◆ **Directions for this task**: Output the records, every one, exactly as given.

◆ **Exercise data**:
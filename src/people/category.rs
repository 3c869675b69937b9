use crate::{error::SimError, property::Property};
use serde::{Deserialize, Serialize};
use std::{fmt, str::FromStr};

#[derive(Copy, Clone, Debug, PartialEq, Eq, Hash, PartialOrd, Ord)]
pub enum Gender {
    Male,
    Female,
}

#[derive(Copy, Clone, Debug, PartialEq, Eq, Hash, PartialOrd, Ord)]
pub enum Orientation {
    Heterosexual,
    Homosexual,
    Bisexual,
}

impl Gender {
    pub const ALL: [Gender; 2] = [Gender::Male, Gender::Female];

    fn short(self) -> &'static str {
        match self {
            Gender::Male => "m",
            Gender::Female => "f",
        }
    }
}

impl Orientation {
    pub const ALL: [Orientation; 3] = [
        Orientation::Heterosexual,
        Orientation::Homosexual,
        Orientation::Bisexual,
    ];

    fn short(self) -> &'static str {
        match self {
            Orientation::Heterosexual => "hetero",
            Orientation::Homosexual => "homo",
            Orientation::Bisexual => "bi",
        }
    }

    /// Whether someone of gender `own` with this orientation seeks partners of gender `other`.
    #[must_use]
    pub fn seeks(self, own: Gender, other: Gender) -> bool {
        match self {
            Orientation::Heterosexual => own != other,
            Orientation::Homosexual => own == other,
            Orientation::Bisexual => true,
        }
    }
}

impl FromStr for Gender {
    type Err = SimError;

    fn from_str(value: &str) -> Result<Self, Self::Err> {
        match value.trim().to_ascii_lowercase().as_str() {
            "m" | "male" => Ok(Gender::Male),
            "f" | "female" => Ok(Gender::Female),
            other => Err(SimError::config(format!("unknown gender `{other}`"))),
        }
    }
}

impl FromStr for Orientation {
    type Err = SimError;

    fn from_str(value: &str) -> Result<Self, Self::Err> {
        match value.trim().to_ascii_lowercase().as_str() {
            "hetero" | "heterosexual" => Ok(Orientation::Heterosexual),
            "homo" | "homosexual" => Ok(Orientation::Homosexual),
            "bi" | "bisexual" => Ok(Orientation::Bisexual),
            other => Err(SimError::config(format!("unknown orientation `{other}`"))),
        }
    }
}

/// The gender/orientation stratum of an individual. Transmission parameters are looked up by
/// ordered pairs of categories.
#[derive(Copy, Clone, Debug, PartialEq, Eq, Hash, PartialOrd, Ord, Serialize, Deserialize)]
#[serde(try_from = "String", into = "String")]
pub struct Category {
    pub gender: Gender,
    pub orientation: Orientation,
}

impl Category {
    pub const COUNT: usize = 6;

    pub const M_HETERO: Category = Category::new(Gender::Male, Orientation::Heterosexual);
    pub const M_HOMO: Category = Category::new(Gender::Male, Orientation::Homosexual);
    pub const M_BI: Category = Category::new(Gender::Male, Orientation::Bisexual);
    pub const F_HETERO: Category = Category::new(Gender::Female, Orientation::Heterosexual);
    pub const F_HOMO: Category = Category::new(Gender::Female, Orientation::Homosexual);
    pub const F_BI: Category = Category::new(Gender::Female, Orientation::Bisexual);

    #[must_use]
    pub const fn new(gender: Gender, orientation: Orientation) -> Self {
        Category { gender, orientation }
    }

    /// Both sides seek each other's gender.
    #[must_use]
    pub fn is_compatible_with(self, other: Category) -> bool {
        self.orientation.seeks(self.gender, other.gender)
            && other.orientation.seeks(other.gender, self.gender)
    }
}

impl Property for Category {
    const VALUES: &'static [Self] = &[
        Category::M_HETERO,
        Category::M_HOMO,
        Category::M_BI,
        Category::F_HETERO,
        Category::F_HOMO,
        Category::F_BI,
    ];

    #[inline]
    fn index(self) -> usize {
        (self.gender as usize) * Orientation::ALL.len() + self.orientation as usize
    }

    fn label(self) -> &'static str {
        match (self.gender, self.orientation) {
            (Gender::Male, Orientation::Heterosexual) => "m_hetero",
            (Gender::Male, Orientation::Homosexual) => "m_homo",
            (Gender::Male, Orientation::Bisexual) => "m_bi",
            (Gender::Female, Orientation::Heterosexual) => "f_hetero",
            (Gender::Female, Orientation::Homosexual) => "f_homo",
            (Gender::Female, Orientation::Bisexual) => "f_bi",
        }
    }
}

impl fmt::Display for Category {
    fn fmt(&self, f: &mut fmt::Formatter<'_>) -> fmt::Result {
        write!(f, "{}_{}", self.gender.short(), self.orientation.short())
    }
}

impl FromStr for Category {
    type Err = SimError;

    fn from_str(value: &str) -> Result<Self, Self::Err> {
        let (gender, orientation) = value
            .split_once('_')
            .ok_or_else(|| SimError::config(format!("malformed category `{value}`")))?;
        Ok(Category::new(gender.parse()?, orientation.parse()?))
    }
}

impl TryFrom<String> for Category {
    type Error = SimError;

    fn try_from(value: String) -> Result<Self, Self::Error> {
        value.parse()
    }
}

impl From<Category> for String {
    fn from(category: Category) -> Self {
        category.label().to_string()
    }
}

◆ **Result of the exercise**:
filename src/people/category.rs
repository 3c869675b69937b9
use crate::{error::SimError, property::Property};
use serde::{Deserialize, Serialize};
use std::{fmt, str::FromStr};

#[derive(Copy, Clone, Debug, PartialEq, Eq, Hash, PartialOrd, Ord)]
pub enum Gender {
    Male,
    Female,
}

#[derive(Copy, Clone, Debug, PartialEq, Eq, Hash, PartialOrd, Ord)]
pub enum Orientation {
    Heterosexual,
    Homosexual,
    Bisexual,
}

impl Gender {
    pub const ALL: [Gender; 2] = [Gender::Male, Gender::Female];

    fn short(self) -> &'static str {
        match self {
            Gender::Male => "m",
            Gender::Female => "f",
        }
    }
}

impl Orientation {
    pub const ALL: [Orientation; 3] = [
        Orientation::Heterosexual,
        Orientation::Homosexual,
        Orientation::Bisexual,
    ];

    fn short(self) -> &'static str {
        match self {
            Orientation::Heterosexual => "hetero",
            Orientation::Homosexual => "homo",
            Orientation::Bisexual => "bi",
        }
    }

    /// Whether someone of gender `own` with this orientation seeks partners of gender `other`.
    #[must_use]
    pub fn seeks(self, own: Gender, other: Gender) -> bool {
        match self {
            Orientation::Heterosexual => own != other,
            Orientation::Homosexual => own == other,
            Orientation::Bisexual => true,
        }
    }
}

impl FromStr for Gender {
    type Err = SimError;

    fn from_str(value: &str) -> Result<Self, Self::Err> {
        match value.trim().to_ascii_lowercase().as_str() {
            "m" | "male" => Ok(Gender::Male),
            "f" | "female" => Ok(Gender::Female),
            other => Err(SimError::config(format!("unknown gender `{other}`"))),
        }
    }
}

impl FromStr for Orientation {
    type Err = SimError;

    fn from_str(value: &str) -> Result<Self, Self::Err> {
        match value.trim().to_ascii_lowercase().as_str() {
            "hetero" | "heterosexual" => Ok(Orientation::Heterosexual),
            "homo" | "homosexual" => Ok(Orientation::Homosexual),
            "bi" | "bisexual" => Ok(Orientation::Bisexual),
            other => Err(SimError::config(format!("unknown orientation `{other}`"))),
        }
    }
}

/// The gender/orientation stratum of an individual. Transmission parameters are looked up by
/// ordered pairs of categories.
#[derive(Copy, Clone, Debug, PartialEq, Eq, Hash, PartialOrd, Ord, Serialize, Deserialize)]
#[serde(try_from = "String", into = "String")]
pub struct Category {
    pub gender: Gender,
    pub orientation: Orientation,
}

impl Category {
    pub const COUNT: usize = 6;

    pub const M_HETERO: Category = Category::new(Gender::Male, Orientation::Heterosexual);
    pub const M_HOMO: Category = Category::new(Gender::Male, Orientation::Homosexual);
    pub const M_BI: Category = Category::new(Gender::Male, Orientation::Bisexual);
    pub const F_HETERO: Category = Category::new(Gender::Female, Orientation::Heterosexual);
    pub const F_HOMO: Category = Category::new(Gender::Female, Orientation::Homosexual);
    pub const F_BI: Category = Category::new(Gender::Female, Orientation::Bisexual);

    #[must_use]
    pub const fn new(gender: Gender, orientation: Orientation) -> Self {
        Category { gender, orientation }
    }

    /// Both sides seek each other's gender.
    #[must_use]
    pub fn is_compatible_with(self, other: Category) -> bool {
        self.orientation.seeks(self.gender, other.gender)
            && other.orientation.seeks(other.gender, self.gender)
    }
}

impl Property for Category {
    const VALUES: &'static [Self] = &[
        Category::M_HETERO,
        Category::M_HOMO,
        Category::M_BI,
        Category::F_HETERO,
        Category::F_HOMO,
        Category::F_BI,
    ];

    #[inline]
    fn index(self) -> usize {
        (self.gender as usize) * Orientation::ALL.len() + self.orientation as usize
    }

    fn label(self) -> &'static str {
        match (self.gender, self.orientation) {
            (Gender::Male, Orientation::Heterosexual) => "m_hetero",
            (Gender::Male, Orientation::Homosexual) => "m_homo",
            (Gender::Male, Orientation::Bisexual) => "m_bi",
            (Gender::Female, Orientation::Heterosexual) => "f_hetero",
            (Gender::Female, Orientation::Homosexual) => "f_homo",
            (Gender::Female, Orientation::Bisexual) => "f_bi",
        }
    }
}

impl fmt::Display for Category {
    fn fmt(&self, f: &mut fmt::Formatter<'_>) -> fmt::Result {
        write!(f, "{}_{}", self.gender.short(), self.orientation.short())
    }
}

impl FromStr for Category {
    type Err = SimError;

    fn from_str(value: &str) -> Result<Self, Self::Err> {
        let (gender, orientation) = value
            .split_once('_')
            .ok_or_else(|| SimError::config(format!("malformed category `{value}`")))?;
        Ok(Category::new(gender.parse()?, orientation.parse()?))
    }
}

impl TryFrom<String> for Category {
    type Error = SimError;

    fn try_from(value: String) -> Result<Self, Self::Error> {
        value.parse()
    }
}

impl From<Category> for String {
    fn from(category: Category) -> Self {
        category.label().to_string()
    }
}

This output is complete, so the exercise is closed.